摘要
尽管传统的恶意软件检测机器学习方法主要依赖于人工设计的特征,这些特征基于领域专家的知识,而端到端学习方法则以原始可执行文件作为输入,试图从中自动学习一组描述性特征,但后者在数据量有限或数据集存在不平衡等问题时表现可能不佳。本文提出了一种名为HYDRA的新框架,通过融合多种类型的特征,旨在揭示不同模态之间的关联关系,以解决恶意软件检测与分类任务。该方法从多种数据源中学习,最大限度地发挥多种特征类型的优势,从而充分反映恶意软件可执行文件的内在特性。我们设计了一种基线系统,结合了人工特征工程与端到端学习组件,以兼顾特征工程与深度学习的优点,实现对恶意软件特征的有效表征。
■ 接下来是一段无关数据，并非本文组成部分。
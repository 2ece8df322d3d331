//! Mentions worker: scans the watched handle's mention timeline, generates
//! a reply per fresh mention, and feeds the reply lane. Also validates
//! quote-tweet airdrop claims against the active airdrop registry.

use std::sync::Arc;

use anyhow::{Context, Result};
use async_trait::async_trait;

use parakeet_core::models::airdrop::ACTIVE_AIRDROPS_KEY;
use parakeet_core::models::{ActiveAirdrops, CapabilityId, MentionJob, ReplyJob};
use parakeet_infra::cache_key;
use parakeet_queue::{LaneContext, Worker};
use parakeet_services::{ContextMessage, Tweet};

use super::support::{
    fresh_mentions, mark_checked, mark_tweet_used, tweet_context, WorkerDeps, DEFAULT_REPLY_TEXT,
};

const MENTIONS_HOUR_CHECK: f64 = 0.02;

pub struct MentionsWorker {
    deps: Arc<WorkerDeps>,
}

impl MentionsWorker {
    pub fn new(deps: Arc<WorkerDeps>) -> Self {
        Self { deps }
    }

    /// Validate a quote tweet against the active airdrops: the registered
    /// validator prompt decides, with a follower-count fallback. Counts are
    /// tracked per airdrop; exhausted airdrops are dropped from the registry.
    async fn verify_airdrop_claim(&self, tweet: &Tweet) -> Result<()> {
        let Some(quoted_id) = tweet.quoted_tweet_id() else {
            return Ok(());
        };
        let Some(author_id) = tweet.author_id.as_deref() else {
            return Ok(());
        };

        let registry_key = cache_key(ACTIVE_AIRDROPS_KEY);
        let Some(raw) = self.deps.cache.get(&registry_key).await else {
            tracing::debug!("no active airdrops registered");
            return Ok(());
        };
        let mut airdrops: ActiveAirdrops =
            serde_json::from_str(&raw).context("active airdrop registry is corrupt")?;
        let Some(airdrop) = airdrops.get_mut(quoted_id) else {
            tracing::debug!(quoted_id = %quoted_id, "quoted tweet has no active airdrop");
            return Ok(());
        };

        let verdict = self
            .deps
            .llm
            .complete(
                &airdrop.metadata.validator_prompt,
                &[ContextMessage::text(&tweet.text)],
            )
            .await?;

        let mut approved = verdict.to_lowercase().contains("true");
        if !approved {
            let mut author = self.deps.profiles.by_id(author_id, false).await?;
            if author.public_metrics.is_none() {
                author = self.deps.profiles.by_id(author_id, true).await?;
            }
            let followers = author
                .public_metrics
                .map(|m| m.followers_count)
                .unwrap_or(0);
            approved = followers >= airdrop.metadata.min_followers_count;
        }

        if !approved {
            tracing::info!(tweet_id = %tweet.id, "quote tweet did not qualify for the airdrop");
            return Ok(());
        }

        airdrop.count += 1;
        tracing::info!(
            tweet_id = %tweet.id,
            quoted_id = %quoted_id,
            count = airdrop.count,
            "airdrop claim approved"
        );
        if airdrop.is_exhausted() {
            airdrops.remove(quoted_id);
        }
        self.deps
            .cache
            .set(&registry_key, serde_json::to_string(&airdrops)?)
            .await;
        Ok(())
    }

    async fn handle_mention(&self, tweet: Tweet, job: &MentionJob) {
        if let Err(err) = self.verify_airdrop_claim(&tweet).await {
            tracing::error!(tweet_id = %tweet.id, error = %err, "airdrop validation failed");
        }

        let reply = async {
            let text = self
                .deps
                .llm
                .complete(&job.prompt, &tweet_context(&tweet))
                .await?;
            let text = if text.is_empty() {
                DEFAULT_REPLY_TEXT.to_string()
            } else {
                text
            };
            Ok::<_, anyhow::Error>(ReplyJob::text(&tweet.id, text))
        }
        .await;

        match reply {
            Ok(reply) => {
                let note = serde_json::to_string(&reply).unwrap_or_default();
                tracing::debug!(tweet_id = %tweet.id, "queueing generated reply");
                self.deps.reply_queue.push(reply);
                mark_tweet_used(&self.deps.cache, CapabilityId::Mentions, &tweet.id, &note).await;
            }
            Err(err) => {
                tracing::error!(tweet_id = %tweet.id, error = %err, "reply generation failed");
            }
        }
    }

    async fn scan(&self, job: &MentionJob) -> Result<()> {
        let Some((_profile, tweets)) = fresh_mentions(
            &self.deps,
            CapabilityId::Mentions,
            MENTIONS_HOUR_CHECK,
            &job.handle,
        )
        .await?
        else {
            return Ok(());
        };

        futures::future::join_all(
            tweets
                .into_iter()
                .map(|tweet| self.handle_mention(tweet, job)),
        )
        .await;

        mark_checked(&self.deps.cache, CapabilityId::Mentions).await;
        Ok(())
    }
}

#[async_trait]
impl Worker<MentionJob> for MentionsWorker {
    async fn poll(&self, job: MentionJob, _ctx: &LaneContext<MentionJob>) -> Result<()> {
        self.scan(&job).await
    }
}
在微软恶意软件分类挑战赛(Microsoft Malware Classification Challenge)基准上的大量实验分析表明,所提出的方案在性能上可与文献中主流的梯度提升方法相媲美,同时在检测效果上显著优于现有的深度学习方法。
基准测试
| 基准 | 方法 | 指标 |
|---|---|---|
| malware-classification-on-microsoft-malware | Ahmadi et al. (2016): API feature vector + XGBoost | Accuracy (10-fold): 0.9868 Macro F1 (10-fold): 0.9638 |
| malware-classification-on-microsoft-malware | Scaled bytes sequence + CNN & Bidirectional LSTM | Accuracy (10-fold): 0.9814 Macro F1 (10-fold): 0.9662 |
| malware-classification-on-microsoft-malware | Zero Rule Classifier | Accuracy (10-fold): 0.2707 |
| malware-classification-on-microsoft-malware | Random Guess Classifier | Accuracy (10-fold): 0.1755 |
| malware-classification-on-microsoft-malware | Narayanan et al. (2016): PCA features + 1-NN | Accuracy (10-fold): 0.9660 Macro F1 (10-fold): 0.9102 |
| malware-classification-on-microsoft-malware | Zhang et al. (2016): Total lines of each Section, Operation Code Count, API Usage, Special Symbols Count, Asm File Pixel Intensity Feature, Bytes File Block Size Distribution, Bytes File N-Gram + Ensemble Learning (XGBoost) | Accuracy (10-fold): 0.9974 Macro F1 (10-fold): 0.9938 |
| malware-classification-on-microsoft-malware | Ahmadi et al. (2016): ENT, Bytes 1-G, STR, IMG1, IMG2, MD1, MISC, OPC, SEC, REG, DP, API, SYM, MD2 IMG and Opcode N-Grams + Ensemble Learning (XGBoost) | Accuracy (10-fold): 0.9976 Macro F1 (10-fold): 0.9931 |
| malware-classification-on-microsoft-malware | HYDRA | Accuracy (10-fold): 0.9975 Macro F1 (10-fold): 0.9951 |